■ Problem description ■
Pull every line that includes the word "display" from the data.

■ Records shown ■
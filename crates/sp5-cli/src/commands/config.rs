use clap::Subcommand;
use sp5_core::Config;

#[derive(Subcommand)]
pub enum ConfigAction {
    /// Get a config value
    Get {
        /// Config key (e.g. "goal.daily_goal", "notifications.enabled")
        key: String,
    },
    /// Set a config value
    Set {
        /// Config key
        key: String,
        /// New value
        value: String,
    },
    /// List all config values
    List,
    /// Reset config to defaults
    Reset,
}

pub fn run(action: ConfigAction) -> Result<(), Box<dyn std::error::Error>> {
    match action {
        ConfigAction::Get { key } => {
            let config = Config::load()?;
            match config.get(&key) {
                Some(value) => println!("{value}"),
                None => return Err(format!("unknown key: {key}").into()),
            }
        }
        ConfigAction::Set { key, value } => {
            let mut config = Config::load()?;
            config.set(&key, &value)?;
            if key == "goal.daily_goal" {
                eprintln!("note: the new goal applies from the next `sp5 timer install`");
            }
            println!("ok");
        }
        ConfigAction::List => {
            let config = Config::load()?;
            println!("{}", serde_json::to_string_pretty(&config)?);
        }
        ConfigAction::Reset => {
            Config::default().save()?;
            println!("config reset to defaults");
        }
    }
    Ok(())
}
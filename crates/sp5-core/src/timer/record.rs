//! The persisted timer record.
//!
//! Stored as a single JSON object with camelCase keys:
//!
//! ```text
//! { "timerState": "paused", "remainingTime": 120000, "previousState": "work",
//!   "spCount": 2, "dailyGoal": 5, "lastResetDate": "2026-10-18" }
//! ```
//!
//! `remainingTime` and `previousState` only exist inside the `paused`
//! variant, so a record can never carry them in any other phase.

use chrono::NaiveDate;
use serde::{Deserialize, Serialize};

/// Default number of work sessions to aim for each day.
pub const DEFAULT_DAILY_GOAL: u32 = 5;

/// A phase that owns a running wake-up and can be paused.
#[derive(Debug, Clone, Copy, PartialEq, Eq, Serialize, Deserialize)]
#[serde(rename_all = "lowercase")]
pub enum ActivePhase {
    Work,
    Break,
}

impl ActivePhase {
    pub fn as_str(&self) -> &'static str {
        match self {
            ActivePhase::Work => "work",
            ActivePhase::Break => "break",
        }
    }
}

#[derive(Debug, Clone, Copy, PartialEq, Eq, Serialize, Deserialize)]
#[serde(tag = "timerState", rename_all = "lowercase")]
pub enum TimerState {
    Initial,
    Work,
    Break,
    Paused {
        /// Time left in the interrupted phase, in milliseconds.
        #[serde(rename = "remainingTime")]
        remaining_ms: u64,
        /// Phase to resume into.
        #[serde(rename = "previousState")]
        previous: ActivePhase,
    },
}

impl TimerState {
    pub fn name(&self) -> &'static str {
        match self {
            TimerState::Initial => "initial",
            TimerState::Work => "work",
            TimerState::Break => "break",
            TimerState::Paused { .. } => "paused",
        }
    }

    /// The running phase, if a phase wake-up should exist.
    pub fn active(&self) -> Option<ActivePhase> {
        match self {
            TimerState::Work => Some(ActivePhase::Work),
            TimerState::Break => Some(ActivePhase::Break),
            _ => None,
        }
    }

    pub fn is_paused(&self) -> bool {
        matches!(self, TimerState::Paused { .. })
    }

    pub fn remaining_ms(&self) -> Option<u64> {
        match self {
            TimerState::Paused { remaining_ms, .. } => Some(*remaining_ms),
            _ => None,
        }
    }

    pub fn previous(&self) -> Option<ActivePhase> {
        match self {
            TimerState::Paused { previous, .. } => Some(*previous),
            _ => None,
        }
    }
}

impl From<ActivePhase> for TimerState {
    fn from(phase: ActivePhase) -> Self {
        match phase {
            ActivePhase::Work => TimerState::Work,
            ActivePhase::Break => TimerState::Break,
        }
    }
}

#[derive(Debug, Clone, PartialEq, Eq, Serialize, Deserialize)]
#[serde(rename_all = "camelCase")]
pub struct TimerRecord {
    #[serde(flatten)]
    pub state: TimerState,
    /// Work sessions completed since `last_reset_date`.
    pub sp_count: u32,
    pub daily_goal: u32,
    pub last_reset_date: NaiveDate,
}

impl TimerRecord {
    /// The record written on install.
    pub fn new(daily_goal: u32, today: NaiveDate) -> Self {
        Self {
            state: TimerState::Initial,
            sp_count: 0,
            daily_goal: daily_goal.max(1),
            last_reset_date: today,
        }
    }

    pub fn goal_reached(&self) -> bool {
        self.sp_count >= self.daily_goal
    }
}
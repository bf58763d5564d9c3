mod machine;
mod notification;
mod record;

pub use machine::{
    transition, Context, Effect, Event, Transition, BREAK_MINUTES, BREAK_MS, WORK_MINUTES,
    WORK_MS,
};
pub use notification::{Notification, NotificationKind};
pub use record::{ActivePhase, TimerRecord, TimerState, DEFAULT_DAILY_GOAL};
//! Popup view model.
//!
//! Everything the popup shows, derived from the record. Rendering is left
//! to whatever front end consumes this; the CLI prints it as JSON.

use serde::{Deserialize, Serialize};

use crate::timer::{TimerRecord, TimerState, WORK_MS};

pub const GOAL_MET_COLOR: &str = "#34c759";
pub const PROGRESS_COLOR: &str = "#007aff";

#[derive(Debug, Clone, Copy, PartialEq, Eq, Serialize, Deserialize)]
#[serde(rename_all = "lowercase")]
pub enum Screen {
    Timer,
    /// Daily goal met and nothing running.
    Completion,
}

#[derive(Debug, Clone, PartialEq, Serialize, Deserialize)]
pub struct Progress {
    pub done: u32,
    pub goal: u32,
    /// 0.0 .. 100.0
    pub percent: f64,
    pub color: String,
    /// "done/goal", as shown in the middle of the ring.
    pub label: String,
}

#[derive(Debug, Clone, PartialEq, Serialize, Deserialize)]
pub struct PopupView {
    pub screen: Screen,
    pub mode: String,
    pub button: String,
    /// `MM:SS`
    pub display: String,
    pub show_skip_break: bool,
    pub progress: Progress,
}

impl PopupView {
    pub fn new(record: &TimerRecord, deadline_ms: Option<u64>, now_ms: u64) -> Self {
        let (mode, button, remaining_ms) = match record.state {
            TimerState::Work => ("Work", "Pause", countdown(deadline_ms, now_ms)),
            TimerState::Break => ("Break", "Pause", countdown(deadline_ms, now_ms)),
            TimerState::Paused { remaining_ms, .. } => ("Paused", "Resume", remaining_ms),
            TimerState::Initial => ("Ready to work?", "Start work", WORK_MS),
        };
        let screen = if record.state == TimerState::Initial && record.goal_reached() {
            Screen::Completion
        } else {
            Screen::Timer
        };
        Self {
            screen,
            mode: mode.to_string(),
            button: button.to_string(),
            display: format_time(round_secs(remaining_ms)),
            show_skip_break: record.state == TimerState::Break,
            progress: Progress::new(record.sp_count, record.daily_goal),
        }
    }
}

impl Progress {
    fn new(done: u32, goal: u32) -> Self {
        let goal = goal.max(1);
        let percent = (f64::from(done) / f64::from(goal) * 100.0).min(100.0);
        let color = if done >= goal {
            GOAL_MET_COLOR
        } else {
            PROGRESS_COLOR
        };
        Self {
            done,
            goal,
            percent,
            color: color.to_string(),
            label: format!("{done}/{goal}"),
        }
    }
}

fn countdown(deadline_ms: Option<u64>, now_ms: u64) -> u64 {
    deadline_ms.map_or(0, |d| d.saturating_sub(now_ms))
}

fn round_secs(ms: u64) -> u64 {
    ms.saturating_add(500) / 1000
}

/// Format whole seconds as zero-padded `MM:SS`.
pub fn format_time(seconds: u64) -> String {
    format!("{:02}:{:02}", seconds / 60, seconds % 60)
}

#[cfg(test)]
mod tests {
    use super::*;
    use crate::timer::ActivePhase;
    use chrono::NaiveDate;

    fn record(state: TimerState, sp_count: u32) -> TimerRecord {
        TimerRecord {
            state,
            sp_count,
            daily_goal: 5,
            last_reset_date: NaiveDate::from_ymd_opt(2026, 10, 18).unwrap(),
        }
    }

    #[test]
    fn initial_view_offers_a_full_work_session() {
        let view = PopupView::new(&record(TimerState::Initial, 0), None, 0);
        assert_eq!(view.screen, Screen::Timer);
        assert_eq!(view.mode, "Ready to work?");
        assert_eq!(view.button, "Start work");
        assert_eq!(view.display, "45:00");
        assert!(!view.show_skip_break);
        assert_eq!(view.progress.label, "0/5");
    }

    #[test]
    fn break_view_counts_down_and_offers_skip() {
        let view = PopupView::new(&record(TimerState::Break, 2), Some(10_000 + 61_400), 10_000);
        assert_eq!(view.display, "01:01");
        assert_eq!(view.button, "Pause");
        assert!(view.show_skip_break);
        assert_eq!(view.progress.percent, 40.0);
        assert_eq!(view.progress.color, PROGRESS_COLOR);
    }

    #[test]
    fn paused_view_shows_frozen_time() {
        let state = TimerState::Paused {
            remaining_ms: 125_000,
            previous: ActivePhase::Work,
        };
        let view = PopupView::new(&record(state, 0), None, 0);
        assert_eq!(view.mode, "Paused");
        assert_eq!(view.button, "Resume");
        assert_eq!(view.display, "02:05");
    }

    #[test]
    fn huge_remaining_time_does_not_overflow() {
        let state = TimerState::Paused {
            remaining_ms: u64::MAX,
            previous: ActivePhase::Break,
        };
        let view = PopupView::new(&record(state, 0), None, 0);
        assert_eq!(view.display, "307445734561825:51");
    }

    #[test]
    fn goal_met_while_idle_shows_completion() {
        let view = PopupView::new(&record(TimerState::Initial, 5), None, 0);
        assert_eq!(view.screen, Screen::Completion);
        assert_eq!(view.progress.color, GOAL_MET_COLOR);
        assert_eq!(view.progress.percent, 100.0);

        let running = PopupView::new(&record(TimerState::Work, 6), Some(1_000), 0);
        assert_eq!(running.screen, Screen::Timer);
        assert_eq!(running.progress.percent, 100.0);
    }
}
use clap::{CommandFactory, Parser, Subcommand};
use tracing_subscriber::EnvFilter;

mod commands;

#[derive(Parser)]
#[command(name = "sp5", version, about = "SP-5 work/break timer")]
struct Cli {
    #[command(subcommand)]
    command: Commands,
}

#[derive(Subcommand)]
enum Commands {
    /// Timer control
    Timer {
        #[command(subcommand)]
        action: commands::timer::TimerAction,
    },
    /// Configuration management
    Config {
        #[command(subcommand)]
        action: commands::config::ConfigAction,
    },
    /// Print shell completions
    Completions {
        #[arg(value_enum)]
        shell: clap_complete::Shell,
    },
}

/// Logs go to stderr so stdout stays machine-readable.
fn init_tracing() {
    let filter = EnvFilter::try_from_env("SP5_LOG").unwrap_or_else(|_| EnvFilter::new("warn"));
    tracing_subscriber::fmt()
        .with_env_filter(filter)
        .with_writer(std::io::stderr)
        .with_target(false)
        .init();
}

fn main() {
    init_tracing();
    let cli = Cli::parse();
    let result = match cli.command {
        Commands::Timer { action } => commands::timer::run(action),
        Commands::Config { action } => commands::config::run(action),
        Commands::Completions { shell } => {
            clap_complete::generate(shell, &mut Cli::command(), "sp5", &mut std::io::stdout());
            Ok(())
        }
    };

    if let Err(e) = result {
        eprintln!("error: {e}");
        std::process::exit(1);
    }
}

■ Solution to the exercise ■
    pub display: String,
            display: format_time(round_secs(remaining_ms)),
        assert_eq!(view.display, "45:00");
        assert_eq!(view.display, "01:01");
        assert_eq!(view.display, "02:05");
        assert_eq!(view.display, "307445734561825:51");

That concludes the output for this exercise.